What the task requires
Going down the data below, set down exactly the line with "each other by" and each line after it through the line with "pub fn root(&self)"; no other lines.

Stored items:
↓

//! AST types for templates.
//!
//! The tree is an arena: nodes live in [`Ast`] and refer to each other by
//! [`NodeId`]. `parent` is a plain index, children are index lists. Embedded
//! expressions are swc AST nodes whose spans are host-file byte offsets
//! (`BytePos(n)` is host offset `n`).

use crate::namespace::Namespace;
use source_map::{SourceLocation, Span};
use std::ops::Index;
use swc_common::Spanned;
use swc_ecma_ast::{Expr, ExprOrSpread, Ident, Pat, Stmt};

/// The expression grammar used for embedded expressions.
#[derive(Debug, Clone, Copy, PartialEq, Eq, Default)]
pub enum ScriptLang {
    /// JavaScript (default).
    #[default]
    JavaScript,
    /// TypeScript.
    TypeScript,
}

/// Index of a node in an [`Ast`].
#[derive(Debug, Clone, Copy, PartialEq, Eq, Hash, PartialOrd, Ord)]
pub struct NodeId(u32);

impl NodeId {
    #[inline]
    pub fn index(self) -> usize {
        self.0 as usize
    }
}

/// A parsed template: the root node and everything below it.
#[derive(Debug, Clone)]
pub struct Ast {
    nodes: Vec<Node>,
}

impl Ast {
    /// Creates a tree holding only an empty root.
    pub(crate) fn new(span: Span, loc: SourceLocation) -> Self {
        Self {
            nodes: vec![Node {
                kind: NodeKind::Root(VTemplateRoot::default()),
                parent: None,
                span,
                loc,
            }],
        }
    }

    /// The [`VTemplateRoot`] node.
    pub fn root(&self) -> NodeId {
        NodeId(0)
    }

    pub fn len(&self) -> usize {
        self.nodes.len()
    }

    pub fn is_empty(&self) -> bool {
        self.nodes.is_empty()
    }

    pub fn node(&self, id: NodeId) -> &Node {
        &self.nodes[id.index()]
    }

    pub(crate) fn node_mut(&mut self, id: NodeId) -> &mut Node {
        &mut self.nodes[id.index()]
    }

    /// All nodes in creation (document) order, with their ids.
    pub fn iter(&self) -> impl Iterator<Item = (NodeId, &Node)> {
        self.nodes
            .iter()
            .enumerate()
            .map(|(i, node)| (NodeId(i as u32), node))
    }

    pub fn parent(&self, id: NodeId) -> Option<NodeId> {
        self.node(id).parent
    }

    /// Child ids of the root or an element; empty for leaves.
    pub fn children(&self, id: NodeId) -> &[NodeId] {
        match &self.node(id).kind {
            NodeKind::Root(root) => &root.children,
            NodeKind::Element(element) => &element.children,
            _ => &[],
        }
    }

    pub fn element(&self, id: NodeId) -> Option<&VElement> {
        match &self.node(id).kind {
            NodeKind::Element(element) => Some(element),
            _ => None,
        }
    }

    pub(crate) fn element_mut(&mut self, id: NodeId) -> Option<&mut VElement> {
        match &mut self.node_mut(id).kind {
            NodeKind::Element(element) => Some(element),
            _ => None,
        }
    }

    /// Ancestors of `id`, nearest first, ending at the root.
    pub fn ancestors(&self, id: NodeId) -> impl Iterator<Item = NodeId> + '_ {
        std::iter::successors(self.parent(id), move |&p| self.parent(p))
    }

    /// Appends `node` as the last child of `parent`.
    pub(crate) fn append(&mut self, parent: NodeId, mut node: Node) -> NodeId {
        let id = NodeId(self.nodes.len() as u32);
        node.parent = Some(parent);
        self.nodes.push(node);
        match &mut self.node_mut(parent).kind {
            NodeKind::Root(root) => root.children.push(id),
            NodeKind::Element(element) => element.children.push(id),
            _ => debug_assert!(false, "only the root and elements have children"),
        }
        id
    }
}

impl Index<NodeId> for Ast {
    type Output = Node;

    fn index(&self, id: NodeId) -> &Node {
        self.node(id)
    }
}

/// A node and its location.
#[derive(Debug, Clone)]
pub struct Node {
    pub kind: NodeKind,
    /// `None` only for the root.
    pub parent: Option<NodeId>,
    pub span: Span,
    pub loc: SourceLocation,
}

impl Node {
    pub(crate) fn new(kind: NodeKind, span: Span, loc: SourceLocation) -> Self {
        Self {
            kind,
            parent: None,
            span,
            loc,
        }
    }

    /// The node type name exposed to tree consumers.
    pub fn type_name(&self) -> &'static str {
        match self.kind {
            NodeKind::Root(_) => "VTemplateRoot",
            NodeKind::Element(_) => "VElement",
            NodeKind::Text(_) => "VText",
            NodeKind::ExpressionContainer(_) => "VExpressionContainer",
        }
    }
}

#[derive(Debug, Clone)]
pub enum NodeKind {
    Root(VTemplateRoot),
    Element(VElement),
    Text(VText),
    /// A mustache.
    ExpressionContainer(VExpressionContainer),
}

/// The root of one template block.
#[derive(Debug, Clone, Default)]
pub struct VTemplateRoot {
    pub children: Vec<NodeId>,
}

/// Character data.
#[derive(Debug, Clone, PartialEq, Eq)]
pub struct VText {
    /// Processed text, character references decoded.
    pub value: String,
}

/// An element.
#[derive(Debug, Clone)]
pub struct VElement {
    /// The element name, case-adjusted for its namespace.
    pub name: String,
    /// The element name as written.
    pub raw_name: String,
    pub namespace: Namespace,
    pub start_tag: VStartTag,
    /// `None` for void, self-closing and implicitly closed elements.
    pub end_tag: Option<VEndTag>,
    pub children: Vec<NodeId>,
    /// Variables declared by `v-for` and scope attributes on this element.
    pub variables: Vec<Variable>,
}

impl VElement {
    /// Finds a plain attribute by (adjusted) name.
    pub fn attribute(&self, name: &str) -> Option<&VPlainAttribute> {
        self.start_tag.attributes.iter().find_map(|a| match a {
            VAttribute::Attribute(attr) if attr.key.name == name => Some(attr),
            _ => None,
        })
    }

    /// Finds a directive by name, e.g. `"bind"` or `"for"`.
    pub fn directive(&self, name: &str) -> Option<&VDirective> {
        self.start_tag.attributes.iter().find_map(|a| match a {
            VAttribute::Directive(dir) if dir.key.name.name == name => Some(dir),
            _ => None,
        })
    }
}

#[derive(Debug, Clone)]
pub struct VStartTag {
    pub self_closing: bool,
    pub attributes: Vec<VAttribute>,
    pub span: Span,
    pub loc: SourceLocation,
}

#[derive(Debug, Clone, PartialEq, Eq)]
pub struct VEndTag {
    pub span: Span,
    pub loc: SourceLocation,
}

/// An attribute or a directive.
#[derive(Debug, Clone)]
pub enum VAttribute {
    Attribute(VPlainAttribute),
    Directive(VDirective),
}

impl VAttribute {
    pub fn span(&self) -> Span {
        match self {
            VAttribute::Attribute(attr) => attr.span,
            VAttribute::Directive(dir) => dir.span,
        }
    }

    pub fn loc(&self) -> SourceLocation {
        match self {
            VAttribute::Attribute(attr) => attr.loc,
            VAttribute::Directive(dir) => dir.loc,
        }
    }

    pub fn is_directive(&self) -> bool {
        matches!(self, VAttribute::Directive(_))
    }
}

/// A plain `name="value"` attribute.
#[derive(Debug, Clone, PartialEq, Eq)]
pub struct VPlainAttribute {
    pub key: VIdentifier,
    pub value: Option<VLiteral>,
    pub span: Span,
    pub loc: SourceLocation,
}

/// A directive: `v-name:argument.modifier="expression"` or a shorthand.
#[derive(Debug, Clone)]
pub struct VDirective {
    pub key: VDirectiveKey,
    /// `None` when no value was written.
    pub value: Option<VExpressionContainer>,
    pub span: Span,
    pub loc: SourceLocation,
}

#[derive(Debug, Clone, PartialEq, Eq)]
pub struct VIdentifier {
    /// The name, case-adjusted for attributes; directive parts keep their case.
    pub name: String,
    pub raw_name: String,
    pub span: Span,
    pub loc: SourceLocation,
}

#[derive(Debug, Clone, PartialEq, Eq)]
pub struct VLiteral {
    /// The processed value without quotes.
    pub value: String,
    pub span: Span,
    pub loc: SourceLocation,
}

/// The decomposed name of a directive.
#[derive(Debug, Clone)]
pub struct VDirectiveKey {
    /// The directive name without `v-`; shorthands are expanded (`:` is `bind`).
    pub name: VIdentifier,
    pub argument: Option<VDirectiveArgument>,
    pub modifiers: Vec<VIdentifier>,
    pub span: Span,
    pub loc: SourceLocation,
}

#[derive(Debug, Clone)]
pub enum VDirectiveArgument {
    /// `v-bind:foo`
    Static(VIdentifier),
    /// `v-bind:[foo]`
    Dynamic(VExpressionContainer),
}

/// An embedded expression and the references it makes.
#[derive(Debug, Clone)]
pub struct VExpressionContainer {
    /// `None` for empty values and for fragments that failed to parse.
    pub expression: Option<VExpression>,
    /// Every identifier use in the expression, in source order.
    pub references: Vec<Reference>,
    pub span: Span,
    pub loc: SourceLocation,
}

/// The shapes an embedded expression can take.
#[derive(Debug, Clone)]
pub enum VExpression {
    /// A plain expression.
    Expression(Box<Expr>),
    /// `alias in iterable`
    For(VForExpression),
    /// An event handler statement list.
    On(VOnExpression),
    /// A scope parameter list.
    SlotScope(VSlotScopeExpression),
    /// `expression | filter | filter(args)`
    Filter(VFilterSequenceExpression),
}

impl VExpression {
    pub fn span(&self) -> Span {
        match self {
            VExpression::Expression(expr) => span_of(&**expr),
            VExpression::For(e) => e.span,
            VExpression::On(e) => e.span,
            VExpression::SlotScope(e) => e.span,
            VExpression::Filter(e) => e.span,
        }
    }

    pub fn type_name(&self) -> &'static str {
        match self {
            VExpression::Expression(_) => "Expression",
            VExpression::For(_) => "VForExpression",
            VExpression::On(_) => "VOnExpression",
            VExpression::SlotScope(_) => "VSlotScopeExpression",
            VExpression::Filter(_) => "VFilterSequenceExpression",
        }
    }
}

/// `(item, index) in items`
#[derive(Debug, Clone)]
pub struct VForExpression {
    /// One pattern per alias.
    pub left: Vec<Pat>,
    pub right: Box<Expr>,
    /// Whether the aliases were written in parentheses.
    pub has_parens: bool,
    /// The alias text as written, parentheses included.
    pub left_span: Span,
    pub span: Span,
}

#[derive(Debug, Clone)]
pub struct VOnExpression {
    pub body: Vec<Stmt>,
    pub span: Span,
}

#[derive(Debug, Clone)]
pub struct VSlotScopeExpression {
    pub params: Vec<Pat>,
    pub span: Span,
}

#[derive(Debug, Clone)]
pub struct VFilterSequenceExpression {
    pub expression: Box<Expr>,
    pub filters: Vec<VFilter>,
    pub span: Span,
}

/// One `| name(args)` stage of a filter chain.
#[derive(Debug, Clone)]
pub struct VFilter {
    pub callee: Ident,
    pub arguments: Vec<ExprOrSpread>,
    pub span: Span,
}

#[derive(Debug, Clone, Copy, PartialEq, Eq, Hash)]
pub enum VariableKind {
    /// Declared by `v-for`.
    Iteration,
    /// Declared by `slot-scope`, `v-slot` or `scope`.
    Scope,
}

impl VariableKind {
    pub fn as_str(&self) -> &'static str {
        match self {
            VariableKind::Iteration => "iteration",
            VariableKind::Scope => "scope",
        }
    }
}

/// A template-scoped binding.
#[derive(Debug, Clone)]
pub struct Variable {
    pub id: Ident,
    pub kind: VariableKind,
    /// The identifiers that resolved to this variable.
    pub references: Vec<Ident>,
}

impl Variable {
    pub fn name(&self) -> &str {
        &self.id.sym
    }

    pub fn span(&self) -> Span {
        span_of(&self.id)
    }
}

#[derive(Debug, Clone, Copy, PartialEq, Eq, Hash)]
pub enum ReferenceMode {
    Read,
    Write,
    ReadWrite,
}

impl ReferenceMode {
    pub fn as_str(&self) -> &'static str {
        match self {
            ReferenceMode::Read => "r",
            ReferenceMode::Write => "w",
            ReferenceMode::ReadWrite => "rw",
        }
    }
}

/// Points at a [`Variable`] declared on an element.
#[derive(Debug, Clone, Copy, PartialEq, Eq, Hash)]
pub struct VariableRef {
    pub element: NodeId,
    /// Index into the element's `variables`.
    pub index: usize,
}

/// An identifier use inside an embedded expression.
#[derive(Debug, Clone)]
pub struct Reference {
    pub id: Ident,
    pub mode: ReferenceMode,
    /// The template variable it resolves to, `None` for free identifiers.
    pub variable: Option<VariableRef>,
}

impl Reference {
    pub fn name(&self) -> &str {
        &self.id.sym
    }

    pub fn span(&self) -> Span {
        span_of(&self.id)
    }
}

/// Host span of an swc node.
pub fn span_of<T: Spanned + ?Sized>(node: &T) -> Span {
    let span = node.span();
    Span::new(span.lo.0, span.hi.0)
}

↑
↓

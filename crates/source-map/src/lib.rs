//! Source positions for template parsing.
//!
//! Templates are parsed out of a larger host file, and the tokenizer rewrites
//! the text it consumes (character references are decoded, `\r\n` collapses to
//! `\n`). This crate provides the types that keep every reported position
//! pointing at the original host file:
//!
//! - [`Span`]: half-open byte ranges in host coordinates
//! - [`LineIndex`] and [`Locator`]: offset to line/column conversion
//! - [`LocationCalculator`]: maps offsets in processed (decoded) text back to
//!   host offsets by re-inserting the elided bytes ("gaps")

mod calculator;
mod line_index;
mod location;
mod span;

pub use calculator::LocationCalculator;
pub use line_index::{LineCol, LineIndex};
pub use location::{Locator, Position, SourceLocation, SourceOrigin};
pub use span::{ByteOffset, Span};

↑

Completed exercise
//! The tree is an arena: nodes live in [`Ast`] and refer to each other by
//! [`NodeId`]. `parent` is a plain index, children are index lists. Embedded
//! expressions are swc AST nodes whose spans are host-file byte offsets
//! (`BytePos(n)` is host offset `n`).

use crate::namespace::Namespace;
use source_map::{SourceLocation, Span};
use std::ops::Index;
use swc_common::Spanned;
use swc_ecma_ast::{Expr, ExprOrSpread, Ident, Pat, Stmt};

/// The expression grammar used for embedded expressions.
#[derive(Debug, Clone, Copy, PartialEq, Eq, Default)]
pub enum ScriptLang {
    /// JavaScript (default).
    #[default]
    JavaScript,
    /// TypeScript.
    TypeScript,
}

/// Index of a node in an [`Ast`].
#[derive(Debug, Clone, Copy, PartialEq, Eq, Hash, PartialOrd, Ord)]
pub struct NodeId(u32);

impl NodeId {
    #[inline]
    pub fn index(self) -> usize {
        self.0 as usize
    }
}

/// A parsed template: the root node and everything below it.
#[derive(Debug, Clone)]
pub struct Ast {
    nodes: Vec<Node>,
}

impl Ast {
    /// Creates a tree holding only an empty root.
    pub(crate) fn new(span: Span, loc: SourceLocation) -> Self {
        Self {
            nodes: vec![Node {
                kind: NodeKind::Root(VTemplateRoot::default()),
                parent: None,
                span,
                loc,
            }],
        }
    }

    /// The [`VTemplateRoot`] node.
    pub fn root(&self) -> NodeId {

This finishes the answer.